**DATA PROVIDED**
--------------------------------------------------
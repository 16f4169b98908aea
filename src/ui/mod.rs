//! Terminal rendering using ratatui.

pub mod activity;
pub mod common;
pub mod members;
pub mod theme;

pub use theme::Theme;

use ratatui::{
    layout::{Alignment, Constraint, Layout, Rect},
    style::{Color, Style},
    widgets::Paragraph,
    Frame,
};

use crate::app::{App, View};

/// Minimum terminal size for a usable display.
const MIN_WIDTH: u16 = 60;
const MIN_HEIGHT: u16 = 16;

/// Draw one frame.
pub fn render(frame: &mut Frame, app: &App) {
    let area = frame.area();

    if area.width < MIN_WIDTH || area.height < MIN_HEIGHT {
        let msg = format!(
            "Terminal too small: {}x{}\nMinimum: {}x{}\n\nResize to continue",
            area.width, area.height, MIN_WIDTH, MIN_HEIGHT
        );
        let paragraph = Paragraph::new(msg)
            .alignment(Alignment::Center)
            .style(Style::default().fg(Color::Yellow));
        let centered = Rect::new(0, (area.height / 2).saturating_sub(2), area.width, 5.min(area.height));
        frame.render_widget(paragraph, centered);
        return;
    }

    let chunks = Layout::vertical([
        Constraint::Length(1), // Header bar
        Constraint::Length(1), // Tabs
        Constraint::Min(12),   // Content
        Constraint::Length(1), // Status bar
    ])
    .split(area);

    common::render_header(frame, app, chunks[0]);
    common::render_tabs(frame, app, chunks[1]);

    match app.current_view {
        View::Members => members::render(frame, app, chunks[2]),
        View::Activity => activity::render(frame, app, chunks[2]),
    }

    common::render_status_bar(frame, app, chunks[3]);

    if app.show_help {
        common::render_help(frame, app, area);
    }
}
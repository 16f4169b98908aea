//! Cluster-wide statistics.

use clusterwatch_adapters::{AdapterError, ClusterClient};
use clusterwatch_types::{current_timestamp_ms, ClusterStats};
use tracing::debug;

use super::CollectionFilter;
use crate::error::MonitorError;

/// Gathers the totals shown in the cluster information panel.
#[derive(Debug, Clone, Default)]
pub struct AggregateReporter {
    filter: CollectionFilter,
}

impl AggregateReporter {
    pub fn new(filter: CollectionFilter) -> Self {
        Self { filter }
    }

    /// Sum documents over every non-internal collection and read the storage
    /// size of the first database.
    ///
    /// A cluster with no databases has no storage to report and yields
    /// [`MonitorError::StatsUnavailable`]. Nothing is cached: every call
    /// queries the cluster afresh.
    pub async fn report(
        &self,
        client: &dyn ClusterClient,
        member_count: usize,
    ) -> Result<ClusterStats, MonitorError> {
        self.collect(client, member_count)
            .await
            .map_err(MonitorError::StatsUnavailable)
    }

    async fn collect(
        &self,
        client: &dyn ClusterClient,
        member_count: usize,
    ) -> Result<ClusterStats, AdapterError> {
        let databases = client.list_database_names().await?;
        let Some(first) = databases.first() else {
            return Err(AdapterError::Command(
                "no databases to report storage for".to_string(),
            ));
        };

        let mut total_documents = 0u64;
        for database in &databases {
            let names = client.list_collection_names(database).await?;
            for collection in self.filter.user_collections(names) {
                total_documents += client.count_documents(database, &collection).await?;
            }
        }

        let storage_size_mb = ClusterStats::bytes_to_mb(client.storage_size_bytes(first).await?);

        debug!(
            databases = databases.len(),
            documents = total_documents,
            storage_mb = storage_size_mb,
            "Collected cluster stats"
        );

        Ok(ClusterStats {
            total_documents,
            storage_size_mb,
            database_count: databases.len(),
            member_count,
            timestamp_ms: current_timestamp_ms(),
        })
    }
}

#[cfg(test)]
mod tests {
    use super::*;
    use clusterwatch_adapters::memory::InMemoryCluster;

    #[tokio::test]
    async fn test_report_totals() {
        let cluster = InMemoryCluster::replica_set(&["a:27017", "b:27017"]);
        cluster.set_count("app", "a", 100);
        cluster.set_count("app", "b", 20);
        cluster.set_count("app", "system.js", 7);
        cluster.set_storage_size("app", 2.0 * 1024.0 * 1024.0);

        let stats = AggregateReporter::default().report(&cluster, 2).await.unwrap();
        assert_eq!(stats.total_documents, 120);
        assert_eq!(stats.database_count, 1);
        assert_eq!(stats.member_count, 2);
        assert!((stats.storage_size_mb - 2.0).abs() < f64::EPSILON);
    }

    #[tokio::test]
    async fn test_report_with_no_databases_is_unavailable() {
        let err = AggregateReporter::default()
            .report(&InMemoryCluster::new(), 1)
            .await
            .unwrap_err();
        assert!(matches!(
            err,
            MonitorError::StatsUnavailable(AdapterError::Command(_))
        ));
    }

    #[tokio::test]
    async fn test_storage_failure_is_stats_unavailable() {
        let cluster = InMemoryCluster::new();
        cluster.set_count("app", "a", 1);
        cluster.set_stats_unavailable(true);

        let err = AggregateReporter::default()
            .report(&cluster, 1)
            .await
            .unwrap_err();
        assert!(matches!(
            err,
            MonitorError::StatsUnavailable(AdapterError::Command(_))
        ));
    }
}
--------------------------------------------------
Check each line of the data above, and please copy the ones in which the string "CollectionFilter" occurs.

**FINAL ANSWER**
use super::CollectionFilter;
    filter: CollectionFilter,
    pub fn new(filter: CollectionFilter) -> Self {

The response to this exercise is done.